REQUIRED ACTION: The response should be the data again, identical in every line.

(DATA SUPPLIED)

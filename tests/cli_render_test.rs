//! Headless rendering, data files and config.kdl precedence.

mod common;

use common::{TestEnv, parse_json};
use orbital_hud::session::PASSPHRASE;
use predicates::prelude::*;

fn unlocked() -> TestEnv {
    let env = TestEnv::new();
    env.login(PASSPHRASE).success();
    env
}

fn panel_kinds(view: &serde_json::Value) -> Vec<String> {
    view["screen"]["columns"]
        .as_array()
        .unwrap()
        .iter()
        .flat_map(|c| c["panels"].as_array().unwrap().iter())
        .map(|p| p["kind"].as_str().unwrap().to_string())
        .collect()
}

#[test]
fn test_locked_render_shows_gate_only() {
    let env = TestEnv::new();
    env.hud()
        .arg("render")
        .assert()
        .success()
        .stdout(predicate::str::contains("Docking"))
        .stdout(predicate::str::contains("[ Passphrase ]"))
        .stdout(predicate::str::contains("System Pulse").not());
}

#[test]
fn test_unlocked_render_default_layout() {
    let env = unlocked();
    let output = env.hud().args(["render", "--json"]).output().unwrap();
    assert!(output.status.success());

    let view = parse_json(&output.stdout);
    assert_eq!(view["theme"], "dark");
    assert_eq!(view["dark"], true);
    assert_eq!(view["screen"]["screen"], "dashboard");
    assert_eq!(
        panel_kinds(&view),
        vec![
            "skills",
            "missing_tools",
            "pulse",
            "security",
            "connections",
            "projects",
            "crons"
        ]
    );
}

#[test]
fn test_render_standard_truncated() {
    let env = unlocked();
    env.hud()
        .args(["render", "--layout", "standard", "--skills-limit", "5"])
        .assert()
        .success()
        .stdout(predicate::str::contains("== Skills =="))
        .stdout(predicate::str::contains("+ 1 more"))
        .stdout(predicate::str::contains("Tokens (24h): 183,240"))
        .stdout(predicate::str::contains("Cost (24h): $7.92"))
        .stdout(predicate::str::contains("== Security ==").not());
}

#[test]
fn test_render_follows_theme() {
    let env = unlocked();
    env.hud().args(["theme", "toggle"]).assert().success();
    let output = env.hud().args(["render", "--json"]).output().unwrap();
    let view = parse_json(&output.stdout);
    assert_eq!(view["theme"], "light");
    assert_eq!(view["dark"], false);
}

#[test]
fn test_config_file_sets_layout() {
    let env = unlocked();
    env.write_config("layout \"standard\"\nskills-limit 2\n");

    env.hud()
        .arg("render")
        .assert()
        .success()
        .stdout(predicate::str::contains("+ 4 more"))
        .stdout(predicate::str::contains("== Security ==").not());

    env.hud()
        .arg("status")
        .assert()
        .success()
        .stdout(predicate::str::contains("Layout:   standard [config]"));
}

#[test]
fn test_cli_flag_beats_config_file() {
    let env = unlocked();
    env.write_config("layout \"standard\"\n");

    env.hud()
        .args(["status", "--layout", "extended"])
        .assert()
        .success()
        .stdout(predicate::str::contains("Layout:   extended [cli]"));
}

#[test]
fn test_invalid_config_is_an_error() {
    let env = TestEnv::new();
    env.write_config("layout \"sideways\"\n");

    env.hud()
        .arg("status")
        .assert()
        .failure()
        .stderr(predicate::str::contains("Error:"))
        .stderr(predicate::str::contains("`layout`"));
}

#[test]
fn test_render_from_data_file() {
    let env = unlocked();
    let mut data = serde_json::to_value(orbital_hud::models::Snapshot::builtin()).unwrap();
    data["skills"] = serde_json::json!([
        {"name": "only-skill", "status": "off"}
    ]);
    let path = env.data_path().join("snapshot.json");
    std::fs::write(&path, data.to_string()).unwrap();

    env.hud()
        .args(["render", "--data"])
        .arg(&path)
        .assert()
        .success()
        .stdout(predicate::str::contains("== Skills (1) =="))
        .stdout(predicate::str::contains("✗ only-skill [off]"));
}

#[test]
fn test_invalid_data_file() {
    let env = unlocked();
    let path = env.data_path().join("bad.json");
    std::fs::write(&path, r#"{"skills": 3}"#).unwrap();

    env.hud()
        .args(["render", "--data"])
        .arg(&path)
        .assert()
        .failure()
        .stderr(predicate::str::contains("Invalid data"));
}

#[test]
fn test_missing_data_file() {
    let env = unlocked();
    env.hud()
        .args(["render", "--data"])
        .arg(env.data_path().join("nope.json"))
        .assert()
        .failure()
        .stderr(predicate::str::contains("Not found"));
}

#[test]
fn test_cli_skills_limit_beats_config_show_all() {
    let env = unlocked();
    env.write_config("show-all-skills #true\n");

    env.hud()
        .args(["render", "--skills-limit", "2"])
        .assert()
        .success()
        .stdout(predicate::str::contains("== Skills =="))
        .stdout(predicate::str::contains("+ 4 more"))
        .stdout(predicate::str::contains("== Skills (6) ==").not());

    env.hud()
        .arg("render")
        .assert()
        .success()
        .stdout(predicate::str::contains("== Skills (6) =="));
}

(End DATA SUPPLIED)

REPLY:
filename tests/cli_render_test.rs
//! Headless rendering, data files and config.kdl precedence.

mod common;

use common::{TestEnv, parse_json};
use orbital_hud::session::PASSPHRASE;
use predicates::prelude::*;

fn unlocked() -> TestEnv {
    let env = TestEnv::new();
    env.login(PASSPHRASE).success();
    env
}

fn panel_kinds(view: &serde_json::Value) -> Vec<String> {
    view["screen"]["columns"]
        .as_array()
        .unwrap()
        .iter()
        .flat_map(|c| c["panels"].as_array().unwrap().iter())
        .map(|p| p["kind"].as_str().unwrap().to_string())
        .collect()
}

#[test]
fn test_locked_render_shows_gate_only() {
    let env = TestEnv::new();
    env.hud()
        .arg("render")
        .assert()
        .success()
        .stdout(predicate::str::contains("Docking"))
        .stdout(predicate::str::contains("[ Passphrase ]"))
        .stdout(predicate::str::contains("System Pulse").not());
}

#[test]
fn test_unlocked_render_default_layout() {
    let env = unlocked();
    let output = env.hud().args(["render", "--json"]).output().unwrap();
    assert!(output.status.success());

    let view = parse_json(&output.stdout);
    assert_eq!(view["theme"], "dark");
    assert_eq!(view["dark"], true);
    assert_eq!(view["screen"]["screen"], "dashboard");
    assert_eq!(
        panel_kinds(&view),
        vec![
            "skills",
            "missing_tools",
            "pulse",
            "security",
            "connections",
            "projects",
            "crons"
        ]
    );
}

#[test]
fn test_render_standard_truncated() {
    let env = unlocked();
    env.hud()
        .args(["render", "--layout", "standard", "--skills-limit", "5"])
        .assert()
        .success()
        .stdout(predicate::str::contains("== Skills =="))
        .stdout(predicate::str::contains("+ 1 more"))
        .stdout(predicate::str::contains("Tokens (24h): 183,240"))
        .stdout(predicate::str::contains("Cost (24h): $7.92"))
        .stdout(predicate::str::contains("== Security ==").not());
}

#[test]
fn test_render_follows_theme() {
    let env = unlocked();
    env.hud().args(["theme", "toggle"]).assert().success();
    let output = env.hud().args(["render", "--json"]).output().unwrap();
    let view = parse_json(&output.stdout);
    assert_eq!(view["theme"], "light");
    assert_eq!(view["dark"], false);
}

#[test]
fn test_config_file_sets_layout() {
    let env = unlocked();
    env.write_config("layout \"standard\"\nskills-limit 2\n");

    env.hud()
        .arg("render")
        .assert()
        .success()
        .stdout(predicate::str::contains("+ 4 more"))
        .stdout(predicate::str::contains("== Security ==").not());

    env.hud()
        .arg("status")
        .assert()
        .success()
        .stdout(predicate::str::contains("Layout:   standard [config]"));
}

#[test]
fn test_cli_flag_beats_config_file() {
    let env = unlocked();
    env.write_config("layout \"standard\"\n");

    env.hud()
        .args(["status", "--layout", "extended"])
        .assert()
        .success()
        .stdout(predicate::str::contains("Layout:   extended [cli]"));
}

#[test]
fn test_invalid_config_is_an_error() {
    let env = TestEnv::new();
    env.write_config("layout \"sideways\"\n");

    env.hud()
        .arg("status")
        .assert()
        .failure()
        .stderr(predicate::str::contains("Error:"))
        .stderr(predicate::str::contains("`layout`"));
}

#[test]
fn test_render_from_data_file() {
    let env = unlocked();
    let mut data = serde_json::to_value(orbital_hud::models::Snapshot::builtin()).unwrap();
    data["skills"] = serde_json::json!([
        {"name": "only-skill", "status": "off"}
    ]);
    let path = env.data_path().join("snapshot.json");
    std::fs::write(&path, data.to_string()).unwrap();

    env.hud()
        .args(["render", "--data"])
        .arg(&path)
        .assert()
        .success()
        .stdout(predicate::str::contains("== Skills (1) =="))
        .stdout(predicate::str::contains("✗ only-skill [off]"));
}

#[test]
fn test_invalid_data_file() {
    let env = unlocked();
    let path = env.data_path().join("bad.json");
    std::fs::write(&path, r#"{"skills": 3}"#).unwrap();

    env.hud()
        .args(["render", "--data"])
        .arg(&path)
        .assert()
        .failure()
        .stderr(predicate::str::contains("Invalid data"));
}

#[test]
fn test_missing_data_file() {
    let env = unlocked();
    env.hud()
        .args(["render", "--data"])
        .arg(env.data_path().join("nope.json"))
        .assert()
        .failure()
        .stderr(predicate::str::contains("Not found"));
}

#[test]
fn test_cli_skills_limit_beats_config_show_all() {
    let env = unlocked();
    env.write_config("show-all-skills #true\n");

    env.hud()
        .args(["render", "--skills-limit", "2"])
        .assert()
        .success()
        .stdout(predicate::str::contains("== Skills =="))
        .stdout(predicate::str::contains("+ 4 more"))
        .stdout(predicate::str::contains("== Skills (6) ==").not());

    env.hud()
        .arg("render")
        .assert()
        .success()
        .stdout(predicate::str::contains("== Skills (6) =="));
}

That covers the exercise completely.